Lie to me, convince me that I’ve been sick forever
And all of this will make sense when I get better.
(Evanescence)

Some sicknesses are hard to trace, hard to pin down to cause and effect and point of origin. I can’t track everything, but I know I exhibited the first noticeable signs of anxiety at age 8 (initially triggered in response to relentless bullying at church) and the first definite signs of depression around age 10. I didn’t know the words for either illness then, but I knew I had feelings that sometimes took over my ability for rational, collected thought in terrifying ways. I also knew that this, in the extremely conservative religious culture I existed in at the time, was something to be punished rather than healed.

I was 13 when a vital relationship in my life fell apart and I felt shadows start to move from something lurking in the corners of my mind to my defining identity. I became addicted to sadness, using it the way I imagine some people use controlled substances: just one more hit of this awful memory. Just one more reminder of how broken I am. Just one more review of the fractures in my spirit.

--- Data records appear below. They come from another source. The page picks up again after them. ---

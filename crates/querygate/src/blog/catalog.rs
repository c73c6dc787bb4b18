//! Users, categories and tags: unversioned entities served mostly by the
//! built-in actions.

use super::{CATEGORIES, TAGS, USERS};
use crate::action::{builtin, ActionContext};
use crate::error::Result;
use crate::registry::EntityDescriptor;
use crate::spec::{FieldRule, Operator::*};
use crate::validation::{Rule, RuleSet};
use serde_json::{json, Value};
use sha2::{Digest, Sha256};
use uuid::Uuid;

const HASH_SCHEME: &str = "sha256";

/// `sha256$<salt>$<hex digest>` with a random salt.
pub fn hash_password(plain: &str) -> String {
    let salt = Uuid::new_v4().simple().to_string();
    format!("{}${}${}", HASH_SCHEME, salt, digest(&salt, plain))
}

pub fn verify_password(plain: &str, stored: &str) -> bool {
    match stored.split('$').collect::<Vec<_>>().as_slice() {
        [HASH_SCHEME, salt, hash] => digest(salt, plain) == *hash,
        _ => false,
    }
}

fn digest(salt: &str, plain: &str) -> String {
    let mut hasher = Sha256::new();
    hasher.update(salt.as_bytes());
    hasher.update(plain.as_bytes());
    hex::encode(hasher.finalize())
}

pub fn users() -> Result<EntityDescriptor> {
    EntityDescriptor::builder(USERS)
        .hidden(&["password"])
        .filters(|v| v.select(&["id", "name", "email"]))
        .action(
            builtin::create(
                RuleSet::new()
                    .field("name", [Rule::Required, Rule::Text])
                    .field("email", [Rule::Required, Rule::Email, Rule::unique(USERS, "email")])
                    .field("password", [Rule::Required, Rule::Text]),
            )
            .handler(create_user),
        )
        .action(builtin::update(RuleSet::new().field("name", [Rule::Required, Rule::Text])))
        .action(builtin::delete())
        .action(builtin::detail(
            &["id", "name", "email", "created_at", "posts_count", "comments_count"],
            &["posts", "comments"],
        ))
        .build()
}

fn create_user(ctx: &ActionContext<'_>) -> Result<Value> {
    let mut attrs = ctx.payload.clone();
    let plain = attrs
        .get("password")
        .and_then(Value::as_str)
        .unwrap_or_default()
        .to_string();
    attrs.insert("password".into(), json!(hash_password(&plain)));
    let user = ctx.repo.create(USERS, attrs)?;
    builtin::reload(ctx, user.id)
}

pub fn categories() -> Result<EntityDescriptor> {
    let text = FieldRule::string().max(100);
    EntityDescriptor::builder(CATEGORIES)
        .cache(300, "categories-list")
        .filters(|v| {
            v.filter("name", text, &[Eq, Like])
                .filter("slug", text, &[Eq])
                .filter("is_active", FieldRule::boolean(), &[Eq])
                .filter("created_at", FieldRule::date(), &[Gte, Lte, Between])
                .select(&["id", "name", "slug", "description", "is_active", "created_at"])
                .sorts(&["name", "created_at"])
        })
        .action(builtin::create(
            RuleSet::new()
                .field("name", [Rule::Required, Rule::Text, Rule::Max(100)])
                .field(
                    "slug",
                    [Rule::Required, Rule::Text, Rule::Max(100), Rule::unique(CATEGORIES, "slug")],
                )
                .field("description", [Rule::Nullable, Rule::Text, Rule::Max(500)])
                .field("is_active", [Rule::Boolean]),
        ))
        .action(builtin::update(
            RuleSet::new()
                .field("name", [Rule::Sometimes, Rule::Text, Rule::Max(100)])
                .field(
                    "slug",
                    [Rule::Sometimes, Rule::Text, Rule::Max(100), Rule::unique(CATEGORIES, "slug")],
                )
                .field("description", [Rule::Nullable, Rule::Text, Rule::Max(500)])
                .field("is_active", [Rule::Boolean]),
        ))
        .action(builtin::delete())
        .action(builtin::detail(
            &["id", "name", "slug", "description", "is_active", "created_at", "posts_count"],
            &["posts"],
        ))
        .build()
}

pub fn tags() -> Result<EntityDescriptor> {
    let text = FieldRule::string().max(50);
    EntityDescriptor::builder(TAGS)
        .cache(600, "tags-list")
        .filters(|v| {
            v.filter("name", text, &[Eq, Like])
                .filter("slug", text, &[Eq])
                .select(&["id", "name", "slug"])
                .sorts(&["name", "created_at"])
        })
        .action(builtin::create(
            RuleSet::new()
                .field("name", [Rule::Required, Rule::Text, Rule::Max(50)])
                .field(
                    "slug",
                    [Rule::Required, Rule::Text, Rule::Max(50), Rule::unique(TAGS, "slug")],
                ),
        ))
        .action(builtin::update(
            RuleSet::new()
                .field("name", [Rule::Sometimes, Rule::Text, Rule::Max(50)])
                .field(
                    "slug",
                    [Rule::Sometimes, Rule::Text, Rule::Max(50), Rule::unique(TAGS, "slug")],
                ),
        ))
        .action(builtin::delete())
        .action(builtin::detail(&["id", "name", "slug", "posts_count"], &["posts"]))
        .build()
}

I always believed in God. There was never a moment of my life in which I couldn’t see beneath things, have this unshakeable sense that there’s more to the world than what I feel and taste and hear. But although I believed that God was interested in me, I didn’t ever have the sense He particularly liked me. I wanted Him to, desperately. I wanted to feel like we were allowed in the same room together. But everything I felt I’d been told to do to get there seemed to leave me coming up short. If God was real, as I believed without a moment of doubt that He was, then I believed this with equal strength: I was not good enough for Him.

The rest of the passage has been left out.